Considering all these nasty side effects, one would expect patients to have trouble adhering to their treatment. Surprisingly, they are not. I think one of the reasons is that patients fall into an almost natural routine – radiotherapy every day from Monday to Friday and chemotherapy every week. They don’t have time to think about it too much. But I always stress to my patients that you don’t have to be a hero. Many of our patients can be stoic. Their instinct is to go with the flow and not raise issues.
If you are undergoing chemotherapy and radiation therapy for your inoperable lung cancer, it is very important to communicate regularly with your doctor. Inform them of any side effects at the first sign. If you start to feel pain when swallowing, for example, don’t wait until you can barely eat or drink before telling your doctor. There are medications we can prescribe to relieve some of these symptoms to make the whole process easier. This will then make it easier for you to stick to your entire treatment plan.

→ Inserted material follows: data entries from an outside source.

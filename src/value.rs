//! How Rust field types present themselves to the walks.
//!
//! Encoding reads a borrowed [`FieldValue`]; decoding produces an owned
//! [`Dynamic`] which the field type turns back into itself.
use std::collections::{BTreeSet, VecDeque};
use std::fmt;
use std::sync::{Arc, Weak};

use chrono::{NaiveDate, NaiveDateTime};

use crate::error::ConstructError;
use crate::record::{Record, Reflect};
use crate::scalar::Scalar;
use crate::types::TypeRef;

// ------------------------------- Values ----------------------------------- //

pub enum RecordRef<'a> {
    Borrowed(&'a dyn Reflect),
    Shared(Arc<dyn Reflect>),
}

impl RecordRef<'_> {
    pub fn get(&self) -> &dyn Reflect {
        match self {
            RecordRef::Borrowed(r) => *r,
            RecordRef::Shared(r) => r.as_ref(),
        }
    }
}

/// A field's current value as seen by the encoder.
pub enum FieldValue<'a> {
    Null,
    Scalar(Scalar),
    Record(RecordRef<'a>),
    Seq(Vec<FieldValue<'a>>),
}

impl FieldValue<'_> {
    pub fn kind(&self) -> &'static str {
        match self {
            FieldValue::Null => "null",
            FieldValue::Scalar(s) => s.type_name(),
            FieldValue::Record(r) => r.get().record_name(),
            FieldValue::Seq(_) => "sequence",
        }
    }
}

impl fmt::Debug for FieldValue<'_> {
    fn fmt(&self, f: &mut fmt::Formatter<'_>) -> fmt::Result {
        match self {
            FieldValue::Null => f.write_str("Null"),
            FieldValue::Scalar(s) => f.debug_tuple("Scalar").field(s).finish(),
            FieldValue::Record(r) => write!(f, "Record({})", r.get().record_name()),
            FieldValue::Seq(xs) => f.debug_tuple("Seq").field(xs).finish(),
        }
    }
}

/// A decoded value on its way into [`Record::construct`].
pub enum Dynamic {
    Null,
    Scalar(Scalar),
    Record(Box<dyn Reflect>),
    Seq(Vec<Dynamic>),
}

impl Dynamic {
    pub fn kind(&self) -> &'static str {
        match self {
            Dynamic::Null => "null",
            Dynamic::Scalar(s) => s.type_name(),
            Dynamic::Record(r) => r.record_name(),
            Dynamic::Seq(_) => "sequence",
        }
    }

    pub fn into_record<R: Record>(self) -> Result<R, ConstructError> {
        match self {
            Dynamic::Record(r) => {
                let found = r.record_name();
                r.into_any()
                    .downcast::<R>()
                    .map(|r| *r)
                    .map_err(|_| ConstructError::mismatch(R::NAME, found))
            }
            other => Err(ConstructError::mismatch(R::NAME, other.kind())),
        }
    }

    fn into_seq(self) -> Result<Vec<Dynamic>, ConstructError> {
        match self {
            Dynamic::Seq(xs) => Ok(xs),
            other => Err(ConstructError::mismatch("sequence", other.kind())),
        }
    }
}

impl fmt::Debug for Dynamic {
    fn fmt(&self, f: &mut fmt::Formatter<'_>) -> fmt::Result {
        match self {
            Dynamic::Null => f.write_str("Null"),
            Dynamic::Scalar(s) => f.debug_tuple("Scalar").field(s).finish(),
            Dynamic::Record(r) => write!(f, "Record({})", r.record_name()),
            Dynamic::Seq(xs) => f.debug_tuple("Seq").field(xs).finish(),
        }
    }
}

// ------------------------------ FieldType --------------------------------- //

/// A Rust type usable as a record field.
pub trait FieldType: Sized + 'static {
    /// The raw declaration the schema builder resolves.
    fn declared() -> TypeRef;

    fn to_value(&self) -> FieldValue<'_>;

    fn from_dynamic(value: Dynamic) -> Result<Self, ConstructError>;

    /// Value used when the field was not populated at all.
    fn absent() -> Option<Self> {
        None
    }
}

/// Implement [`FieldType`] for types that already implement
/// [`ScalarValue`](crate::scalar::ScalarValue).
#[doc(hidden)]
#[macro_export]
macro_rules! impl_scalar_field {
    ($($ty:ty),* $(,)?) => {$(
        impl $crate::value::FieldType for $ty {
            fn declared() -> $crate::types::TypeRef {
                $crate::types::TypeRef::scalar::<$ty>()
            }

            fn to_value(&self) -> $crate::value::FieldValue<'_> {
                $crate::value::FieldValue::Scalar($crate::scalar::ScalarValue::to_scalar(self))
            }

            fn from_dynamic(
                value: $crate::value::Dynamic,
            ) -> ::std::result::Result<Self, $crate::error::ConstructError> {
                match value {
                    $crate::value::Dynamic::Scalar(s) => {
                        <$ty as $crate::scalar::ScalarValue>::from_scalar(s)
                    }
                    other => ::std::result::Result::Err($crate::error::ConstructError::mismatch(
                        <$ty as $crate::scalar::ScalarValue>::scalar_type().name(),
                        other.kind(),
                    )),
                }
            }
        }
    )*};
}

impl_scalar_field!(
    bool, i8, i16, i32, i64, isize, u8, u16, u32, u64, usize, f32, f64, String, NaiveDate,
    NaiveDateTime,
);

impl<T: FieldType> FieldType for Option<T> {
    fn declared() -> TypeRef {
        TypeRef::optional(T::declared())
    }

    fn to_value(&self) -> FieldValue<'_> {
        match self {
            Some(v) => v.to_value(),
            None => FieldValue::Null,
        }
    }

    fn from_dynamic(value: Dynamic) -> Result<Self, ConstructError> {
        match value {
            Dynamic::Null => Ok(None),
            other => T::from_dynamic(other).map(Some),
        }
    }

    fn absent() -> Option<Self> {
        Some(None)
    }
}

macro_rules! seq_field {
    ($coll:ident, $ctor:ident $(, $bound:path)?) => {
        impl<T: FieldType $(+ $bound)?> FieldType for $coll<T> {
            fn declared() -> TypeRef {
                TypeRef::$ctor(T::declared())
            }

            fn to_value(&self) -> FieldValue<'_> {
                FieldValue::Seq(self.iter().map(FieldType::to_value).collect())
            }

            fn from_dynamic(value: Dynamic) -> Result<Self, ConstructError> {
                value.into_seq()?.into_iter().map(T::from_dynamic).collect()
            }
        }
    };
}

seq_field!(Vec, list);
seq_field!(VecDeque, deque);
seq_field!(BTreeSet, set, Ord);

impl<T: FieldType> FieldType for Box<T> {
    fn declared() -> TypeRef {
        T::declared()
    }

    fn to_value(&self) -> FieldValue<'_> {
        (**self).to_value()
    }

    fn from_dynamic(value: Dynamic) -> Result<Self, ConstructError> {
        T::from_dynamic(value).map(Box::new)
    }

    fn absent() -> Option<Self> {
        T::absent().map(Box::new)
    }
}

impl<T: FieldType + Send + Sync> FieldType for Arc<T> {
    fn declared() -> TypeRef {
        T::declared()
    }

    fn to_value(&self) -> FieldValue<'_> {
        (**self).to_value()
    }

    fn from_dynamic(value: Dynamic) -> Result<Self, ConstructError> {
        T::from_dynamic(value).map(Arc::new)
    }

    fn absent() -> Option<Self> {
        T::absent().map(Arc::new)
    }
}

/// Back-reference to a record owned elsewhere, typically an ancestor built
/// with [`Arc::new_cyclic`]. Decoding never rebuilds the target; an absent or
/// null value becomes a dangling `Weak`.
impl<R: Record> FieldType for Weak<R> {
    fn declared() -> TypeRef {
        TypeRef::optional(TypeRef::record::<R>())
    }

    fn to_value(&self) -> FieldValue<'_> {
        match self.upgrade() {
            Some(target) => FieldValue::Record(RecordRef::Shared(target)),
            None => FieldValue::Null,
        }
    }

    fn from_dynamic(value: Dynamic) -> Result<Self, ConstructError> {
        match value {
            Dynamic::Null => Ok(Weak::new()),
            other => Err(ConstructError::Custom(format!(
                "cannot rebuild a weak reference to `{}` from data",
                other.kind()
            ))),
        }
    }

    fn absent() -> Option<Self> {
        Some(Weak::new())
    }
}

Realize that there is hope for all patients
Inoperable cancer is not always metastatic cancer. But sometimes it can be. In these cases, what I always emphasize to my patients is the increasing personalization of therapy. We can now perform a genetic analysis of a person’s tumor and treat it based on its likelihood of responding to a particular targeted therapy.
Patients are often baffled by the numbers, and for good reason: the current 5-year survival rate for metastatic lung cancer, for example, is only around 8%. But I remind my patients that these numbers are based on people who were diagnosed at least 5 years ago. If you are diagnosed with inoperable metastatic lung cancer today, you may have a better outlook with improved treatments.